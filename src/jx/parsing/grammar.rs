//! Markup productions
//!
//! chumsky combinators over the scanner's `(Token, byte span)` pairs. Tag matching has
//! already happened in the scanner, so the grammar only has to assemble the tree: one generic
//! element production parameterized by whatever tag name the scanner saw, one shared
//! attribute production and one children production. Markup recurses through attribute
//! values and children.
//!
//! Byte spans are converted to [Range]s through the document's [SourceLocation].

use chumsky::prelude::*;
use std::ops::Range as ByteRange;

use crate::jx::ast::elements::{
    Attribute, AttributeName, AttributeValue, Child, Closing, Comment, Doctype, Element,
    EmbeddedExpression, Entity, ErroneousEndTag, ErrorNode, Fragment, Markup, NamedAttribute,
    RawText, StringValue, TagName, Text,
};
use crate::jx::ast::error::ParseError;
use crate::jx::ast::range::{Range, SourceLocation};
use crate::jx::scanning::Token;

/// Type alias for token with location
pub(crate) type TokenLocation = (Token, ByteRange<usize>);

/// Type alias for parser error
pub(crate) type ParserError = Simple<TokenLocation>;

/// What the productions need to build located nodes
#[derive(Clone, Copy)]
pub(crate) struct GrammarContext<'a> {
    pub source: &'a str,
    pub locator: &'a SourceLocation,
}

impl<'a> GrammarContext<'a> {
    fn range(&self, span: ByteRange<usize>) -> Range {
        self.locator.range(span)
    }
}

/// Match one token and map it, or fail with the token as found
fn select<'a, O>(
    f: impl Fn(&Token, &ByteRange<usize>) -> Option<O> + Clone + 'a,
) -> impl Parser<TokenLocation, O, Error = ParserError> + Clone + 'a {
    filter_map(move |span, item: TokenLocation| match f(&item.0, &item.1) {
        Some(out) => Ok(out),
        None => Err(Simple::expected_input_found(span, Vec::new(), Some(item))),
    })
}

/// Match a specific token, yielding its byte span
fn token<'a>(t: Token) -> impl Parser<TokenLocation, ByteRange<usize>, Error = ParserError> + Clone + 'a {
    select(move |tok, span| (tok == &t).then(|| span.clone()))
}

fn embedded<'a>(
    cx: GrammarContext<'a>,
    spread: bool,
) -> impl Parser<TokenLocation, EmbeddedExpression, Error = ParserError> + Clone + 'a {
    select(move |tok, span| {
        let expression = match tok {
            Token::Expression(expression) if !spread => expression,
            Token::Spread(expression) if spread => expression,
            _ => return None,
        };
        Some(EmbeddedExpression {
            expression: expression.clone(),
            location: cx.range(span.clone()),
        })
    })
}

fn error_node<'a>(
    cx: GrammarContext<'a>,
) -> impl Parser<TokenLocation, ErrorNode, Error = ParserError> + Clone + 'a {
    select(move |tok, span| match tok {
        Token::Error(message) => Some(ErrorNode {
            message: message.clone(),
            source: cx.source.get(span.clone()).unwrap_or("").to_string(),
            location: cx.range(span.clone()),
        }),
        _ => None,
    })
}

fn attribute_name<'a>(
    cx: GrammarContext<'a>,
) -> impl Parser<TokenLocation, AttributeName, Error = ParserError> + Clone + 'a {
    select(move |tok, span| match tok {
        Token::AttributeName(kind) => Some(AttributeName {
            kind: kind.clone(),
            location: cx.range(span.clone()),
        }),
        _ => None,
    })
}

fn string_value<'a>(
    cx: GrammarContext<'a>,
) -> impl Parser<TokenLocation, StringValue, Error = ParserError> + Clone + 'a {
    select(move |tok, span| match tok {
        Token::StringValue { value, quote } => Some(StringValue {
            value: value.clone(),
            quote: *quote,
            location: cx.range(span.clone()),
        }),
        _ => None,
    })
}

/// Leaf children: character data, entities, raw text, comments, doctypes, stray end tags
fn leaf_child<'a>(
    cx: GrammarContext<'a>,
) -> impl Parser<TokenLocation, Child, Error = ParserError> + Clone + 'a {
    select(move |tok, span| {
        let location = cx.range(span.clone());
        let child = match tok {
            Token::Text(text) => Child::Text(Text {
                text: text.clone(),
                location,
            }),
            Token::Entity(raw) => Child::Entity(Entity {
                raw: raw.clone(),
                location,
            }),
            Token::RawText(text) => Child::RawText(RawText {
                text: text.clone(),
                location,
            }),
            Token::Comment(text) => Child::Comment(Comment {
                text: text.clone(),
                location,
            }),
            Token::Doctype(text) => Child::Doctype(Doctype {
                text: text.clone(),
                location,
            }),
            Token::ErroneousEndTag(name) => Child::ErroneousEndTag(ErroneousEndTag {
                name: name.clone(),
                location,
            }),
            _ => return None,
        };
        Some(child)
    })
}

/// How an element with a body ends, and where
fn closing<'a>(
    cx: GrammarContext<'a>,
) -> impl Parser<TokenLocation, (Closing, ByteRange<usize>), Error = ParserError> + Clone + 'a {
    select(move |tok, span| match tok {
        Token::EndTag(kind) => Some((
            Closing::Explicit(TagName::new(kind.clone(), cx.range(span.clone()))),
            span.clone(),
        )),
        Token::ImplicitEndTag(_) => Some((Closing::Implicit, span.clone())),
        _ => None,
    })
}

/// The markup production: an element or a fragment
pub(crate) fn markup<'a>(
    cx: GrammarContext<'a>,
) -> impl Parser<TokenLocation, Markup, Error = ParserError> + Clone + 'a {
    recursive(move |markup| {
        let attribute_value = string_value(cx)
            .map(AttributeValue::String)
            .or(embedded(cx, false).map(AttributeValue::Expression))
            .or(markup
                .clone()
                .map(|value| AttributeValue::Markup(Box::new(value))));

        let named_attribute = attribute_name(cx)
            .then(token(Token::Equals).ignore_then(attribute_value).or_not())
            .map(|(name, value): (AttributeName, Option<AttributeValue>)| {
                let location = match &value {
                    Some(value) => name.location.cover(value.location()),
                    None => name.location.clone(),
                };
                NamedAttribute {
                    name,
                    value,
                    location,
                }
            });

        // `name=` whose value failed; the error node covers the name as well
        let broken_attribute = attribute_name(cx)
            .then_ignore(token(Token::Equals))
            .then(error_node(cx))
            .map(move |(name, error): (AttributeName, ErrorNode)| {
                let location = name.location.cover(&error.location);
                ErrorNode {
                    message: error.message,
                    source: location.text(cx.source).to_string(),
                    location,
                }
            });

        let attribute = broken_attribute
            .map(Attribute::Error)
            .or(named_attribute.map(Attribute::Named))
            .or(embedded(cx, true).map(Attribute::Spread))
            .or(error_node(cx).map(Attribute::Error));

        let child = leaf_child(cx)
            .or(markup.clone().map(Child::from))
            .or(embedded(cx, false).map(Child::Expression))
            .or(embedded(cx, true).map(Child::Spread))
            .or(error_node(cx).map(Child::Error));

        let tag_name = select(move |tok, span| match tok {
            Token::TagName(kind) => Some(TagName::new(kind.clone(), cx.range(span.clone()))),
            _ => None,
        });

        let body = token(Token::SelfClosingMarker)
            .map(|span| (Vec::new(), Closing::SelfClosing, span))
            .or(token(Token::TagEnd)
                .ignore_then(child.clone().repeated())
                .then(closing(cx))
                .map(|(children, (closing, span))| (children, closing, span)));

        let element = token(Token::TagOpen)
            .then(tag_name)
            .then(attribute.repeated())
            .then(body)
            .map(
                move |(((open, name), attributes), (children, closing, close))| Element {
                    name,
                    attributes,
                    children,
                    closing,
                    location: cx.range(open.start..close.end),
                },
            );

        let fragment = token(Token::FragmentOpen)
            .then(child.repeated())
            .then(token(Token::FragmentClose))
            .map(move |((open, children), close)| Fragment {
                children,
                location: cx.range(open.start..close.end),
            });

        element
            .map(Markup::Element)
            .or(fragment.map(Markup::Fragment))
    })
}

/// Build the tree for one scanned markup value
pub(crate) fn parse_markup_tokens(
    cx: GrammarContext<'_>,
    tokens: Vec<TokenLocation>,
) -> Result<Markup, ParseError> {
    let eoi = tokens.last().map(|(_, span)| span.end).unwrap_or(0);
    markup(cx)
        .then_ignore(end())
        .parse(tokens)
        .map_err(|errors| syntax_error(cx, &errors, eoi))
}

fn syntax_error(cx: GrammarContext<'_>, errors: &[ParserError], eoi: usize) -> ParseError {
    match errors.first().and_then(|err| err.found()) {
        Some((token, span)) => ParseError::Syntax {
            message: format!("unexpected {:?}", token),
            location: cx.range(span.clone()),
        },
        None => ParseError::Syntax {
            message: "unexpected end of markup".to_string(),
            location: cx.range(eoi..eoi),
        },
    }
}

_Your assignment_. Reproduce the entries exactly, starting at their first line and stopping after the line with "tree: one generic".

_Response area_.
filename src/jx/parsing/grammar.rs
//! Markup productions
//!
//! chumsky combinators over the scanner's `(Token, byte span)` pairs. Tag matching has
//! already happened in the scanner, so the grammar only has to assemble the tree: one generic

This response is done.